Documentation for the 12th century is limited in Sweden, and East Slavic sources from this period are fragmentary.

=== In the Novgorod First Chronicle ===
Arnold Lelis (2005) noted that the Novgorod First Chronicle (NPL) records 42 instances of warfare between 1111 and 1205. Of these, 18 were conflicts with other Rus' principalities over dynastic succession, 11 with the Chud, and only 2 (in 1142 and 1164) with Swedes.

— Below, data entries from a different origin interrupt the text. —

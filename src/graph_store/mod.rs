//! Graph store access for schema-context extraction.
//!
//! The extractor only ever needs a handful of bounded meta-queries. They are
//! modelled as one trait so the Neo4j backend, the in-memory fixture store and
//! test doubles are interchangeable.
//!
//! Labels and relationship types are passed as identifiers taken from the
//! mapping tables, never as raw user text; implementations must still escape
//! them. Every row-returning method takes an explicit limit.

pub mod memory;
pub mod neo4j_client;

use std::collections::BTreeSet;

use async_trait::async_trait;

use crate::schema_context::errors::GraphStoreError;
use crate::schema_context::types::{PropertyMap, RelationshipPattern, RelationshipSample};

pub use memory::InMemoryGraphStore;
pub use neo4j_client::{Neo4jConfig, Neo4jGraphStore};

#[cfg_attr(test, mockall::automock)]
#[async_trait]
pub trait GraphStore: Send + Sync {
    /// Number of nodes carrying `label`
    async fn count_nodes(&self, label: &str) -> Result<u64, GraphStoreError>;

    /// Union of property keys over at most `sample_size` nodes of `label`
    async fn node_property_keys(
        &self,
        label: &str,
        sample_size: usize,
    ) -> Result<BTreeSet<String>, GraphStoreError>;

    /// Property maps of at most `limit` nodes of `label`
    async fn sample_nodes(&self, label: &str, limit: usize)
        -> Result<Vec<PropertyMap>, GraphStoreError>;

    /// Number of relationships of `rel_type`
    async fn count_relationships(&self, rel_type: &str) -> Result<u64, GraphStoreError>;

    /// Union of property keys over at most `sample_size` relationships of `rel_type`
    async fn relationship_property_keys(
        &self,
        rel_type: &str,
        sample_size: usize,
    ) -> Result<BTreeSet<String>, GraphStoreError>;

    /// Most frequent source/target label combinations, most frequent first
    async fn relationship_patterns(
        &self,
        rel_type: &str,
        limit: usize,
    ) -> Result<Vec<RelationshipPattern>, GraphStoreError>;

    /// At most `limit` relationships of `rel_type` with endpoint labels resolved
    async fn sample_relationships(
        &self,
        rel_type: &str,
        limit: usize,
    ) -> Result<Vec<RelationshipSample>, GraphStoreError>;
}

The 1142 entry describes an incident involving merchants who may or may not have been "Novgorodian".

According to the sub anno 1142 entry, a "knyaz of the Svei with a bishop in sixty boats attacked merchants arriving from overseas in three vessels, killing about 150 of them." Scholars disagree on the interpretation of this passage: the identity of the merchants (Novgorodian or otherwise) is unclear, as is whether they were travelling to or from Novgorod. The account also leaves uncertain who defeated whom. Earlier historians such as Nikolay Karamzin (1826) and Vladimir Pashuto (1968) suggested that Novgorodian merchants overcame Swedish raiders. More recently, Beñat Elortza Larrea (2023) argued that the Swedish fleet intercepted and destroyed three Novgorodian merchant ships. Philip Line (2007) further observed that it remains uncertain whether the raid had official backing from the Swedish king or whether it was coordinated with the Yem people, who are recorded in the NPL as raiding Ladoga earlier in 1142 and again independently in 1149 and 1228.

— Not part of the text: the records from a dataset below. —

//! Neo4j backend for [`GraphStore`] over Bolt, via `neo4rs`.

use std::collections::BTreeSet;

use async_trait::async_trait;
use neo4rs::{query, ConfigBuilder, Graph, Query, Row};
use serde::{Deserialize, Serialize};

use super::GraphStore;
use crate::schema_context::errors::GraphStoreError;
use crate::schema_context::types::{PropertyMap, RelationshipPattern, RelationshipSample};

const DEFAULT_MAX_CONNECTIONS: usize = 4;

#[derive(Debug, Clone, Serialize, Deserialize, PartialEq)]
pub struct Neo4jConfig {
    pub uri: String,
    pub user: String,
    #[serde(skip_serializing)]
    pub password: String,
    /// `None` uses the server's default database
    #[serde(default)]
    pub database: Option<String>,
    #[serde(default = "default_max_connections")]
    pub max_connections: usize,
}

fn default_max_connections() -> usize {
    DEFAULT_MAX_CONNECTIONS
}

impl Default for Neo4jConfig {
    fn default() -> Self {
        Neo4jConfig {
            uri: "bolt://localhost:7687".to_string(),
            user: "neo4j".to_string(),
            password: String::new(),
            database: None,
            max_connections: DEFAULT_MAX_CONNECTIONS,
        }
    }
}

#[derive(Clone)]
pub struct Neo4jGraphStore {
    graph: Graph,
}

impl Neo4jGraphStore {
    /// Build the connection pool and ping the server.
    ///
    /// `neo4rs` connects lazily, so without the ping an unreachable server
    /// would only show up on the first metadata query.
    pub async fn connect(config: &Neo4jConfig) -> Result<Self, GraphStoreError> {
        let mut builder = ConfigBuilder::default()
            .uri(config.uri.as_str())
            .user(config.user.as_str())
            .password(config.password.as_str())
            .max_connections(config.max_connections);
        if let Some(database) = &config.database {
            builder = builder.db(database.as_str());
        }
        let neo4j_config = builder.build().map_err(|e| {
            GraphStoreError::unavailable(format!("invalid Neo4j config for {}: {}", config.uri, e))
        })?;

        let graph = Graph::connect(neo4j_config).await.map_err(|e| {
            GraphStoreError::unavailable(format!("failed to connect to {}: {}", config.uri, e))
        })?;

        graph.run(query("RETURN 1")).await.map_err(|e| {
            GraphStoreError::unavailable(format!("{} is not answering queries: {}", config.uri, e))
        })?;

        log::info!("Connected to Neo4j at {}", config.uri);
        Ok(Neo4jGraphStore { graph })
    }

    async fn rows(
        &self,
        shape: &'static str,
        target: &str,
        query: Query,
    ) -> Result<Vec<Row>, GraphStoreError> {
        let mut stream = self
            .graph
            .execute(query)
            .await
            .map_err(|e| classify(shape, target, e))?;

        let mut rows = Vec::new();
        while let Some(row) = stream.next().await.map_err(|e| classify(shape, target, e))? {
            rows.push(row);
        }
        Ok(rows)
    }

    async fn count(&self, shape: &'static str, target: &str, cypher: String) -> Result<u64, GraphStoreError> {
        let rows = self.rows(shape, target, query(&cypher)).await?;
        match rows.first() {
            Some(row) => {
                let count: i64 = row
                    .get("count")
                    .map_err(|e| GraphStoreError::query(shape, target, e.to_string()))?;
                Ok(count.max(0) as u64)
            }
            None => Ok(0),
        }
    }

    async fn keys(
        &self,
        shape: &'static str,
        target: &str,
        cypher: String,
        sample_size: usize,
    ) -> Result<BTreeSet<String>, GraphStoreError> {
        let rows = self
            .rows(shape, target, query(&cypher).param("limit", limit_param(sample_size)))
            .await?;

        let mut keys = BTreeSet::new();
        for row in rows {
            let key: String = row
                .get("key")
                .map_err(|e| GraphStoreError::query(shape, target, e.to_string()))?;
            keys.insert(key);
        }
        Ok(keys)
    }
}

#[async_trait]
impl GraphStore for Neo4jGraphStore {
    async fn count_nodes(&self, label: &str) -> Result<u64, GraphStoreError> {
        let cypher = format!("MATCH (n:{}) RETURN count(n) AS count", escape_identifier(label));
        self.count("node_count", label, cypher).await
    }

    async fn node_property_keys(
        &self,
        label: &str,
        sample_size: usize,
    ) -> Result<BTreeSet<String>, GraphStoreError> {
        let cypher = format!(
            "MATCH (n:{}) WITH n LIMIT $limit UNWIND keys(n) AS key RETURN DISTINCT key",
            escape_identifier(label)
        );
        self.keys("node_properties", label, cypher, sample_size).await
    }

    async fn sample_nodes(
        &self,
        label: &str,
        limit: usize,
    ) -> Result<Vec<PropertyMap>, GraphStoreError> {
        let cypher = format!(
            "MATCH (n:{}) RETURN properties(n) AS props LIMIT $limit",
            escape_identifier(label)
        );
        let rows = self
            .rows("node_samples", label, query(&cypher).param("limit", limit_param(limit)))
            .await?;

        Ok(rows
            .iter()
            .filter_map(|row| properties_of(row, "node_samples", label))
            .collect())
    }

    async fn count_relationships(&self, rel_type: &str) -> Result<u64, GraphStoreError> {
        let cypher = format!(
            "MATCH ()-[r:{}]->() RETURN count(r) AS count",
            escape_identifier(rel_type)
        );
        self.count("relationship_count", rel_type, cypher).await
    }

    async fn relationship_property_keys(
        &self,
        rel_type: &str,
        sample_size: usize,
    ) -> Result<BTreeSet<String>, GraphStoreError> {
        let cypher = format!(
            "MATCH ()-[r:{}]->() WITH r LIMIT $limit UNWIND keys(r) AS key RETURN DISTINCT key",
            escape_identifier(rel_type)
        );
        self.keys("relationship_properties", rel_type, cypher, sample_size)
            .await
    }

    async fn relationship_patterns(
        &self,
        rel_type: &str,
        limit: usize,
    ) -> Result<Vec<RelationshipPattern>, GraphStoreError> {
        let shape = "relationship_patterns";
        let cypher = format!(
            "MATCH (s)-[r:{}]->(t) \
             RETURN labels(s) AS source_labels, labels(t) AS target_labels, count(*) AS frequency \
             ORDER BY frequency DESC LIMIT $limit",
            escape_identifier(rel_type)
        );
        let rows = self
            .rows(shape, rel_type, query(&cypher).param("limit", limit_param(limit)))
            .await?;

        rows.iter()
            .map(|row| {
                let source_labels: Vec<String> = row
                    .get("source_labels")
                    .map_err(|e| GraphStoreError::query(shape, rel_type, e.to_string()))?;
                let target_labels: Vec<String> = row
                    .get("target_labels")
                    .map_err(|e| GraphStoreError::query(shape, rel_type, e.to_string()))?;
                let frequency: i64 = row
                    .get("frequency")
                    .map_err(|e| GraphStoreError::query(shape, rel_type, e.to_string()))?;
                Ok(RelationshipPattern {
                    source_labels,
                    target_labels,
                    frequency: frequency.max(0) as u64,
                })
            })
            .collect()
    }

    async fn sample_relationships(
        &self,
        rel_type: &str,
        limit: usize,
    ) -> Result<Vec<RelationshipSample>, GraphStoreError> {
        let shape = "relationship_samples";
        let cypher = format!(
            "MATCH (s)-[r:{}]->(t) \
             RETURN labels(s) AS source_labels, labels(t) AS target_labels, properties(r) AS props \
             LIMIT $limit",
            escape_identifier(rel_type)
        );
        let rows = self
            .rows(shape, rel_type, query(&cypher).param("limit", limit_param(limit)))
            .await?;

        let mut samples = Vec::with_capacity(rows.len());
        for row in &rows {
            let Some(properties) = properties_of(row, shape, rel_type) else {
                continue;
            };
            let source_labels: Vec<String> = row
                .get("source_labels")
                .map_err(|e| GraphStoreError::query(shape, rel_type, e.to_string()))?;
            let target_labels: Vec<String> = row
                .get("target_labels")
                .map_err(|e| GraphStoreError::query(shape, rel_type, e.to_string()))?;
            samples.push(RelationshipSample {
                source_labels,
                target_labels,
                properties,
            });
        }
        Ok(samples)
    }
}

/// Quote a label or relationship type as a Cypher identifier
pub fn escape_identifier(name: &str) -> String {
    format!("`{}`", name.replace('`', "``"))
}

fn limit_param(limit: usize) -> i64 {
    i64::try_from(limit).unwrap_or(i64::MAX)
}

/// Connection-level failures mean the store is down; everything else is a
/// problem with this one query.
fn classify(shape: &'static str, target: &str, error: neo4rs::Error) -> GraphStoreError {
    match error {
        neo4rs::Error::IOError { .. } | neo4rs::Error::ConnectionError => {
            GraphStoreError::unavailable(error.to_string())
        }
        other => GraphStoreError::query(shape, target, other.to_string()),
    }
}

/// Sample rows whose properties cannot be represented as JSON are skipped
fn properties_of(row: &Row, shape: &str, target: &str) -> Option<PropertyMap> {
    match row.get::<serde_json::Value>("props") {
        Ok(serde_json::Value::Object(map)) => Some(map),
        Ok(serde_json::Value::Null) => Some(PropertyMap::new()),
        Ok(other) => {
            log::warn!("{} for '{}' returned non-map properties: {}", shape, target, other);
            None
        }
        Err(e) => {
            log::warn!("Skipping {} row for '{}': {}", shape, target, e);
            None
        }
    }
}

#[cfg(test)]
mod tests {
    use super::*;

    #[test]
    fn test_escape_identifier() {
        assert_eq!(escape_identifier("凭证"), "`凭证`");
        assert_eq!(escape_identifier("Bank Account"), "`Bank Account`");
        assert_eq!(escape_identifier("a`) DETACH DELETE n //"), "`a``) DETACH DELETE n //`");
    }

    #[test]
    fn test_limit_param_saturates() {
        assert_eq!(limit_param(25), 25);
        assert_eq!(limit_param(usize::MAX), i64::MAX);
    }

    #[test]
    fn test_connection_errors_are_unavailable() {
        let io = neo4rs::Error::IOError {
            detail: std::io::Error::new(std::io::ErrorKind::ConnectionRefused, "refused"),
        };
        assert!(classify("node_count", "凭证", io).is_unavailable());
        assert!(classify("node_count", "凭证", neo4rs::Error::ConnectionError).is_unavailable());
    }

    #[test]
    fn test_config_defaults() {
        let config = Neo4jConfig::default();
        assert_eq!(config.uri, "bolt://localhost:7687");
        assert_eq!(config.database, None);
        assert_eq!(config.max_connections, DEFAULT_MAX_CONNECTIONS);
    }
}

The chronicle also reports under the year 1164 that a Swedish fleet of 55 ships approached Ladoga but was defeated on the river Voronai, with most of its ships captured by Novgorod. (Note: According to the Novgorod First Chronicle under the year 6672 (1164), the Svei brought 55 ships, of which 43 were captured and the rest escaped. The maximum mobilisation capacity of the Swedish ledung is estimated at about 280 ships, of which roughly a quarter could be deployed at one time. This would correspond to around 2,500 men. See Jokipii (2002), p. 5.)

=== In Erik's Chronicle ===
According to Erik's Chronicle, Karelians, supported by Novgorod, attacked mainland Sweden in the late 12th century and destroyed Sigtuna, then Sweden's most important city. However, Novgorodian sources do not mention this attack, and earlier Swedish texts describe the assailants only as "heathens", without identifying them further. The chronicle also recounts that Jon Jarl spent nine years fighting Novgorodians and Ingrians towards the end of the century. This account, however, is not corroborated by other sources.

== 13th century ==
Pope Honorius III (r. 1216–1227) received several petitions concerning new Baltic crusades, primarily focused on Prussia and Livonia, but also a report from the Swedish archbishop regarding difficulties with the mission in Finland. Honorius responded by declaring an embargo on trade with pagans in the region; it is not known whether the Swedes requested additional assistance at that time.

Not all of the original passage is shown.